(MATERIAL TO PROCESS)
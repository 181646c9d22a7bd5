pub mod assets;
pub mod enrollment;
pub mod identity;
pub mod matcher;
pub mod registry;

pub use assets::{AssetName, AssetRemoval, FilesystemAssetStore, Hand, ImageAssetStore};

pub use enrollment::{
    CancelOutcome, CaptureOutcome, EnrollmentConfig, EnrollmentSession, SessionEvent,
    SessionSnapshot, SessionStatus, DEFAULT_SAMPLES_PER_HAND,
};

pub use identity::{canonical_id, validate_display_name, validate_national_id};

pub use matcher::{
    cosine_similarity, Candidate, GrayscaleCorrelation, MatchResult, MatchingEngine,
    RegistrySnapshot, SimilarityMetric, UserScore, DEFAULT_TEMPLATE_SIZE, DEFAULT_THRESHOLD,
};

pub use registry::{ImageRef, JsonRecordStore, RecordStore, RemovedUser, UserRecord, UserRegistry};
use std::fmt;
use std::fs;
use std::io::{self, Write};
use std::path::{Path, PathBuf};
use std::str::FromStr;

use serde::{Deserialize, Serialize};
use tempfile::NamedTempFile;
use tracing::debug;

use crate::errors::{AppError, AppResult};

const ASSET_EXTENSION: &str = "png";

/// Which palm a sample belongs to. Display labels in any language normalize
/// onto these two values.
#[derive(Debug, Clone, Copy, PartialEq, Eq, Hash, Serialize, Deserialize)]
#[serde(rename_all = "lowercase")]
pub enum Hand {
    Left,
    Right,
}

impl Hand {
    pub fn as_str(&self) -> &'static str {
        match self {
            Hand::Left => "left",
            Hand::Right => "right",
        }
    }
}

impl fmt::Display for Hand {
    fn fmt(&self, f: &mut fmt::Formatter<'_>) -> fmt::Result {
        f.write_str(self.as_str())
    }
}

impl FromStr for Hand {
    type Err = String;

    fn from_str(value: &str) -> Result<Self, Self::Err> {
        match value.trim().to_lowercase().as_str() {
            "left" | "l" | "左" | "左手" => Ok(Hand::Left),
            "right" | "r" | "右" | "右手" => Ok(Hand::Right),
            other => Err(format!("unknown hand label '{other}'")),
        }
    }
}

/// Logical asset name `{id}_{hand}_{sequence}`; sequences start at 1.
#[derive(Debug, Clone, PartialEq, Eq, Hash)]
pub struct AssetName {
    pub id: String,
    pub hand: Hand,
    pub sequence: u32,
}

impl AssetName {
    pub fn new(id: impl Into<String>, hand: Hand, sequence: u32) -> Self {
        Self {
            id: id.into(),
            hand,
            sequence,
        }
    }

    pub fn file_name(&self) -> String {
        format!(
            "{}_{}_{}.{ASSET_EXTENSION}",
            self.id, self.hand, self.sequence
        )
    }

    /// Recovers the logical name from an asset path, ignoring its directory.
    pub fn from_path(path: &Path) -> Option<Self> {
        if path.extension().and_then(|ext| ext.to_str()) != Some(ASSET_EXTENSION) {
            return None;
        }
        let stem = path.file_stem()?.to_str()?;
        let mut parts = stem.rsplitn(3, '_');
        let sequence = parts.next()?.parse::<u32>().ok()?;
        let hand = parts.next()?.parse::<Hand>().ok()?;
        let id = parts.next()?;
        if id.is_empty() || sequence == 0 {
            return None;
        }
        Some(Self::new(id, hand, sequence))
    }
}

impl fmt::Display for AssetName {
    fn fmt(&self, f: &mut fmt::Formatter<'_>) -> fmt::Result {
        write!(f, "{}_{}_{}", self.id, self.hand, self.sequence)
    }
}

#[derive(Debug, Clone, Copy, PartialEq, Eq)]
pub enum AssetRemoval {
    Removed,
    Missing,
}

pub trait ImageAssetStore {
    /// Persists `bytes` under `name` and returns the resulting path. Never
    /// overwrites an existing asset.
    fn save(&self, bytes: &[u8], name: &AssetName) -> AppResult<PathBuf>;
    fn load(&self, path: &Path) -> AppResult<Vec<u8>>;
    fn delete(&self, path: &Path) -> AppResult<AssetRemoval>;
}

#[derive(Debug, Clone)]
pub struct FilesystemAssetStore {
    dir: PathBuf,
}

impl FilesystemAssetStore {
    pub fn new(dir: impl Into<PathBuf>) -> Self {
        Self { dir: dir.into() }
    }

    pub fn dir(&self) -> &Path {
        &self.dir
    }

    pub fn path_for(&self, name: &AssetName) -> PathBuf {
        self.dir.join(name.file_name())
    }
}

impl ImageAssetStore for FilesystemAssetStore {
    fn save(&self, bytes: &[u8], name: &AssetName) -> AppResult<PathBuf> {
        let path = self.path_for(name);
        fs::create_dir_all(&self.dir).map_err(|source| AppError::AssetWrite {
            path: self.dir.clone(),
            source,
        })?;

        let mut tmp = NamedTempFile::new_in(&self.dir).map_err(|source| AppError::AssetWrite {
            path: path.clone(),
            source,
        })?;
        tmp.write_all(bytes)
            .and_then(|_| tmp.as_file().sync_all())
            .map_err(|source| AppError::AssetWrite {
                path: path.clone(),
                source,
            })?;

        tmp.persist_noclobber(&path).map_err(|err| {
            if err.error.kind() == io::ErrorKind::AlreadyExists {
                AppError::AssetCollision { path: path.clone() }
            } else {
                AppError::AssetWrite {
                    path: path.clone(),
                    source: err.error,
                }
            }
        })?;

        debug!(asset = %name, path = %path.display(), bytes = bytes.len(), "saved image asset");
        Ok(path)
    }

    fn load(&self, path: &Path) -> AppResult<Vec<u8>> {
        fs::read(path).map_err(|source| {
            if source.kind() == io::ErrorKind::NotFound {
                AppError::AssetNotFound {
                    path: path.to_path_buf(),
                }
            } else {
                AppError::AssetRead {
                    path: path.to_path_buf(),
                    source,
                }
            }
        })
    }

    fn delete(&self, path: &Path) -> AppResult<AssetRemoval> {
        match fs::remove_file(path) {
            Ok(()) => Ok(AssetRemoval::Removed),
            Err(err) if err.kind() == io::ErrorKind::NotFound => Ok(AssetRemoval::Missing),
            Err(source) => Err(AppError::AssetDelete {
                path: path.to_path_buf(),
                source,
            }),
        }
    }
}
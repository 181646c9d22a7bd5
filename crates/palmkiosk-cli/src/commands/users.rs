use std::any::Any;
use std::process::ExitCode;

use crate::cli::{OutputMode, StoreArgs, UsersCommands};
use crate::commands::CommandHandler;
use crate::errors::AppResult;
use crate::output::render_users;
use crate::users::{self, UsersOutcome};

pub struct UsersHandler {
    command: UsersCommands,
    store: StoreArgs,
    run: Box<dyn Fn(&UsersCommands, &StoreArgs) -> AppResult<UsersOutcome> + Send + Sync>,
    render: Box<dyn Fn(&UsersOutcome, OutputMode) -> AppResult<()> + Send + Sync>,
}

impl UsersHandler {
    pub fn new(command: UsersCommands, store: StoreArgs) -> Self {
        Self::with_dependencies(command, store, users::run_users, render_users)
    }

    pub fn with_dependencies(
        command: UsersCommands,
        store: StoreArgs,
        run: impl Fn(&UsersCommands, &StoreArgs) -> AppResult<UsersOutcome> + Send + Sync + 'static,
        render: impl Fn(&UsersOutcome, OutputMode) -> AppResult<()> + Send + Sync + 'static,
    ) -> Self {
        Self {
            command,
            store,
            run: Box::new(run),
            render: Box::new(render),
        }
    }
}

impl CommandHandler for UsersHandler {
    fn execute(&self, mode: OutputMode, _verbose: bool) -> AppResult<ExitCode> {
        let outcome = (self.run)(&self.command, &self.store)?;
        (self.render)(&outcome, mode)?;
        Ok(ExitCode::SUCCESS)
    }

    fn as_any(&self) -> &dyn Any {
        self
    }
}
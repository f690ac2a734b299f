//! Seam between the funds form and whatever backs the Orchid account: a real
//! chain client, or the in-memory [`crate::sim::SimulatedChain`].

use std::fmt;
use std::future::Future;
use std::str::FromStr;

use anyhow::Result;
use serde::{Deserialize, Serialize};
use tokio::sync::watch;

use crate::error::FundsError;

/// On-chain identifier of the lottery pot funds are added to.
#[derive(Debug, Clone, PartialEq, Eq, Hash, Serialize, Deserialize)]
#[serde(try_from = "String", into = "String")]
pub struct PotAddress(String);

impl PotAddress {
    pub fn as_str(&self) -> &str {
        &self.0
    }
}

impl FromStr for PotAddress {
    type Err = FundsError;

    fn from_str(s: &str) -> Result<Self, Self::Err> {
        let s = s.trim();
        let hex = s
            .strip_prefix("0x")
            .or_else(|| s.strip_prefix("0X"))
            .ok_or_else(|| FundsError::InvalidAddress(s.to_string()))?;
        if hex.len() != 40 || !hex.chars().all(|c| c.is_ascii_hexdigit()) {
            return Err(FundsError::InvalidAddress(s.to_string()));
        }
        Ok(Self(format!("0x{}", hex.to_ascii_lowercase())))
    }
}

impl TryFrom<String> for PotAddress {
    type Error = FundsError;

    fn try_from(value: String) -> Result<Self, Self::Error> {
        value.parse()
    }
}

impl From<PotAddress> for String {
    fn from(value: PotAddress) -> Self {
        value.0
    }
}

impl fmt::Display for PotAddress {
    fn fmt(&self, f: &mut fmt::Formatter<'_>) -> fmt::Result {
        f.write_str(&self.0)
    }
}

/// Snapshot of the signed-in account as delivered by the account stream.
#[derive(Debug, Clone, PartialEq, Eq, Serialize, Deserialize)]
pub struct Account {
    pub address: PotAddress,
    /// Wallet OXT balance in base units.
    pub oxt_balance: u128,
}

/// A funding transaction as reported by the transaction history.
#[derive(Debug, Clone, PartialEq, Eq, Serialize, Deserialize)]
pub struct TransactionRecord {
    pub hash: String,
    pub pot: PotAddress,
    /// Amount added to the pot balance, in base units.
    pub amount: u128,
    /// Amount added to the pot escrow, in base units.
    pub escrow: u128,
}

/// Everything the funds form needs from the outside world.
///
/// Futures are `Send` so refreshes can be spawned onto the runtime without
/// tying them to the form's lifetime.
pub trait OrchidApi: Send + Sync + 'static {
    /// Stream of account snapshots. `None` until the first account arrives.
    fn subscribe_account(&self) -> watch::Receiver<Option<Account>>;

    /// Move `amount` into the pot balance and `escrow` into its deposit.
    /// Resolves to the transaction id.
    fn add_funds(
        &self,
        pot: &PotAddress,
        amount: u128,
        escrow: u128,
    ) -> impl Future<Output = Result<String>> + Send;

    /// Re-fetch the account and publish it on the account stream.
    fn update_account(&self) -> impl Future<Output = Result<()>> + Send;

    /// Re-fetch the transaction history.
    fn update_transactions(&self) -> impl Future<Output = Result<()>> + Send;

    /// Last fetched transaction history, newest first.
    fn transactions(&self) -> impl Future<Output = Result<Vec<TransactionRecord>>> + Send;
}

/// Display collaborator that renders [`crate::status::TransactionStatus`].
pub trait ProgressView: Send {
    /// Called when a submission starts so the progress panel becomes visible.
    fn bring_into_view(&mut self);
}

/// Progress view for headless use.
#[derive(Debug, Default)]
pub struct NoProgressView;

impl ProgressView for NoProgressView {
    fn bring_into_view(&mut self) {}
}

#[cfg(test)]
mod tests {
    use super::*;

    const ADDR: &str = "0x4575f41308ec1483f3d399aa9a2826d74da13deb";

    #[test]
    fn parse_valid_address() {
        let addr: PotAddress = ADDR.parse().unwrap();
        assert_eq!(addr.as_str(), ADDR);
    }

    #[test]
    fn parse_normalizes_case() {
        let addr: PotAddress = "0X4575F41308EC1483F3D399AA9A2826D74DA13DEB".parse().unwrap();
        assert_eq!(addr.to_string(), ADDR);
    }

    #[test]
    fn parse_rejects_missing_prefix() {
        assert!("4575f41308ec1483f3d399aa9a2826d74da13deb"
            .parse::<PotAddress>()
            .is_err());
    }

    #[test]
    fn parse_rejects_wrong_length() {
        assert!("0x1234".parse::<PotAddress>().is_err());
    }

    #[test]
    fn parse_rejects_non_hex() {
        assert!("0x4575f41308ec1483f3d399aa9a2826d74da13dzz"
            .parse::<PotAddress>()
            .is_err());
    }

    #[test]
    fn address_serde_roundtrip_validates() {
        let json = format!("\"{ADDR}\"");
        let addr: PotAddress = serde_json::from_str(&json).unwrap();
        assert_eq!(serde_json::to_string(&addr).unwrap(), json);
        assert!(serde_json::from_str::<PotAddress>("\"0xbad\"").is_err());
    }
}
//! Add-funds form fields, their validation, and the submit gate.
//!
//! The form is a plain value: every input event produces a new
//! [`FormFieldState`] through [`FormFieldState::reduce`], so validation can be
//! exercised without any rendering layer.

use serde::Serialize;

use crate::display::{self, Denomination};
use crate::status::TransactionStatus;

/// A user edit to one of the two numeric inputs.
#[derive(Debug, Clone, PartialEq, Eq)]
pub enum FormEvent {
    AmountChanged(String),
    EscrowChanged(String),
}

/// Outside values the reducer validates against.
#[derive(Debug, Clone, Copy, Default)]
pub struct FormContext {
    /// Wallet balance in base units, `None` until the account stream delivers one.
    pub wallet_balance: Option<u128>,
    pub denomination: Denomination,
}

#[derive(Debug, Clone, PartialEq, Serialize)]
pub struct FormFieldState {
    pub amount: Option<f64>,
    pub escrow: Option<f64>,
    pub amount_error: bool,
    pub escrow_error: bool,
}

impl Default for FormFieldState {
    /// An empty amount is invalid; the deposit starts at zero, which is valid.
    fn default() -> Self {
        Self {
            amount: None,
            escrow: Some(0.0),
            amount_error: true,
            escrow_error: false,
        }
    }
}

impl FormFieldState {
    /// Form pre-filled with the given defaults, validated as if typed.
    pub fn with_defaults(
        amount: Option<f64>,
        escrow: Option<f64>,
        ctx: &FormContext,
    ) -> Self {
        let mut state = Self::default();
        if let Some(amount) = amount {
            state = state.on_amount_changed(&amount.to_string(), ctx);
        }
        if let Some(escrow) = escrow {
            state = state.on_escrow_changed(&escrow.to_string());
        }
        state
    }

    pub fn reduce(self, event: &FormEvent, ctx: &FormContext) -> Self {
        match event {
            FormEvent::AmountChanged(raw) => self.on_amount_changed(raw, ctx),
            FormEvent::EscrowChanged(raw) => self.on_escrow_changed(raw),
        }
    }

    /// An amount is invalid when it does not parse or exceeds the wallet
    /// balance. An unknown balance counts as zero.
    pub fn on_amount_changed(self, raw: &str, ctx: &FormContext) -> Self {
        let amount = display::parse_float_safe(raw);
        let available = ctx.wallet_balance.unwrap_or(0);
        let amount_error = match amount {
            None => true,
            Some(a) => ctx.denomination.to_base_units(a) > available,
        };
        Self {
            amount,
            amount_error,
            ..self
        }
    }

    /// The deposit is only checked for parseability, never against the balance.
    pub fn on_escrow_changed(self, raw: &str) -> Self {
        let escrow = display::parse_float_safe(raw);
        Self {
            escrow,
            escrow_error: escrow.is_none(),
            ..self
        }
    }

    /// Total being moved, formatted to two decimals.
    pub fn total(&self) -> String {
        display::format_total(self.amount, self.escrow)
    }
}

/// Whether the submit control is enabled.
#[must_use]
pub fn can_submit(
    account_present: bool,
    tx: &TransactionStatus,
    amount_error: bool,
    escrow_error: bool,
) -> bool {
    account_present && !tx.is_running() && !amount_error && !escrow_error
}
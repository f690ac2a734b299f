use thiserror::Error;

/// Domain failures raised by the funds backend and configuration layer.
///
/// The API seam itself speaks `anyhow::Result`; these variants are what ends
/// up inside it when the failure is something we can name.
#[derive(Debug, Error)]
pub enum FundsError {
    #[error("insufficient balance: have {available} wei, need {requested} wei")]
    InsufficientBalance { available: u128, requested: u128 },

    #[error("invalid pot address '{0}': expected 0x followed by 40 hex digits")]
    InvalidAddress(String),

    #[error("config error: {0}")]
    Config(String),
}

#[cfg(test)]
mod tests {
    use super::*;

    #[test]
    fn insufficient_balance_message() {
        let err = FundsError::InsufficientBalance {
            available: 10,
            requested: 25,
        };
        assert_eq!(
            err.to_string(),
            "insufficient balance: have 10 wei, need 25 wei"
        );
    }

    #[test]
    fn invalid_address_mentions_input() {
        let err = FundsError::InvalidAddress("0xnope".into());
        assert!(err.to_string().contains("0xnope"));
    }
}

(WHAT IS EXPECTED)
Using the data above, restate word for word the lines from its opening line through the line that contains "these two values.", and no more.

(TASK ANSWER)
repository 181646c9d22a7bd5
pub mod assets;
pub mod enrollment;
pub mod identity;
pub mod matcher;
pub mod registry;

pub use assets::{AssetName, AssetRemoval, FilesystemAssetStore, Hand, ImageAssetStore};

pub use enrollment::{
    CancelOutcome, CaptureOutcome, EnrollmentConfig, EnrollmentSession, SessionEvent,
    SessionSnapshot, SessionStatus, DEFAULT_SAMPLES_PER_HAND,
};

pub use identity::{canonical_id, validate_display_name, validate_national_id};

pub use matcher::{
    cosine_similarity, Candidate, GrayscaleCorrelation, MatchResult, MatchingEngine,
    RegistrySnapshot, SimilarityMetric, UserScore, DEFAULT_TEMPLATE_SIZE, DEFAULT_THRESHOLD,
};

pub use registry::{ImageRef, JsonRecordStore, RecordStore, RemovedUser, UserRecord, UserRegistry};
use std::fmt;
use std::fs;
use std::io::{self, Write};
use std::path::{Path, PathBuf};
use std::str::FromStr;

use serde::{Deserialize, Serialize};
use tempfile::NamedTempFile;
use tracing::debug;

use crate::errors::{AppError, AppResult};

const ASSET_EXTENSION: &str = "png";

/// Which palm a sample belongs to. Display labels in any language normalize
/// onto these two values.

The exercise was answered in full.